══ Information supplied

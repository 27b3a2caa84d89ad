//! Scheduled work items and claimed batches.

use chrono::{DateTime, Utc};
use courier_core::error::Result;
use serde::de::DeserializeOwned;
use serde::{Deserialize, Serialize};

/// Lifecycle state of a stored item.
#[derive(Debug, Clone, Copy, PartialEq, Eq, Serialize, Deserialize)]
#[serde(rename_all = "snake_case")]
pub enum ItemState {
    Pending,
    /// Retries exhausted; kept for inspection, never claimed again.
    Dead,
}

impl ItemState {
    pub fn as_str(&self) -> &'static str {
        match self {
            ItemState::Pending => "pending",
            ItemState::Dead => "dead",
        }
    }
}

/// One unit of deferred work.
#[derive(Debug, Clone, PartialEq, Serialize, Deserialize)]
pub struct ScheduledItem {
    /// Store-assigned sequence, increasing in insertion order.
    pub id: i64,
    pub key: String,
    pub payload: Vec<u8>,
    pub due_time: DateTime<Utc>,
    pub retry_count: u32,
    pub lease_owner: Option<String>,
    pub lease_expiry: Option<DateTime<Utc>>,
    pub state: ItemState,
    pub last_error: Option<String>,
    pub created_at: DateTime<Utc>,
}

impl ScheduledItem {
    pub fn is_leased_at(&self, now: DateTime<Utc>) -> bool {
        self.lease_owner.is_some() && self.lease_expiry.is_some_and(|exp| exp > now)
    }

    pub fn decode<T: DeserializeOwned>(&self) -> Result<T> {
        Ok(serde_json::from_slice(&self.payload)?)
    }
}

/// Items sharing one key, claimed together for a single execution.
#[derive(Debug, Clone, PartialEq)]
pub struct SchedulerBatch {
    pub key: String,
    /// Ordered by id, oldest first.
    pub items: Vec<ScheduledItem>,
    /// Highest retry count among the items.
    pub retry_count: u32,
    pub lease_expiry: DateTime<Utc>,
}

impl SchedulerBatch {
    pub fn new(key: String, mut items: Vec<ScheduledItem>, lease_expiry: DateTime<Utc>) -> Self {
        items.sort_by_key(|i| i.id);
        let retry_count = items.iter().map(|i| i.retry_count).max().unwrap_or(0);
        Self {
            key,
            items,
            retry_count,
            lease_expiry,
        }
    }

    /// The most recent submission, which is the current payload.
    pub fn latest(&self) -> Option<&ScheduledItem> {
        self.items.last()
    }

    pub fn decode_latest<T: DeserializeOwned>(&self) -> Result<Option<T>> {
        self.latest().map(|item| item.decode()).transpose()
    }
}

════
══ Information supplied

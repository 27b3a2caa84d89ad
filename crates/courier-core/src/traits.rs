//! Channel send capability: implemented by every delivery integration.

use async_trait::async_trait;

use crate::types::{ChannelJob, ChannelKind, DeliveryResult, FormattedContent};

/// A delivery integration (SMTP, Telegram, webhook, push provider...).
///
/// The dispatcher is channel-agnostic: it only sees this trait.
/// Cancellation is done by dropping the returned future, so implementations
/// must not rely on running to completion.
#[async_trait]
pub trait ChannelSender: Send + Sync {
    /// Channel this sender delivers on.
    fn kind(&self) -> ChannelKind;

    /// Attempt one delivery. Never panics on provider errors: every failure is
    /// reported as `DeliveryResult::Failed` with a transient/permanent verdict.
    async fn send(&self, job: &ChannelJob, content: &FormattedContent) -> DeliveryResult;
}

════

Transcribe, exactly and without additions, the lines of the records above, beginning with the line that contains "of deferred work." and ending with the line that contains "pub fn is_leased_at(&self, now: DateTime<Utc>)", both included.

-- Written answer --
/// One unit of deferred work.
#[derive(Debug, Clone, PartialEq, Serialize, Deserialize)]
pub struct ScheduledItem {
    /// Store-assigned sequence, increasing in insertion order.
    pub id: i64,
    pub key: String,
    pub payload: Vec<u8>,
    pub due_time: DateTime<Utc>,
    pub retry_count: u32,
    pub lease_owner: Option<String>,
    pub lease_expiry: Option<DateTime<Utc>>,
    pub state: ItemState,
    pub last_error: Option<String>,
    pub created_at: DateTime<Utc>,
}

impl ScheduledItem {
    pub fn is_leased_at(&self, now: DateTime<Utc>) -> bool {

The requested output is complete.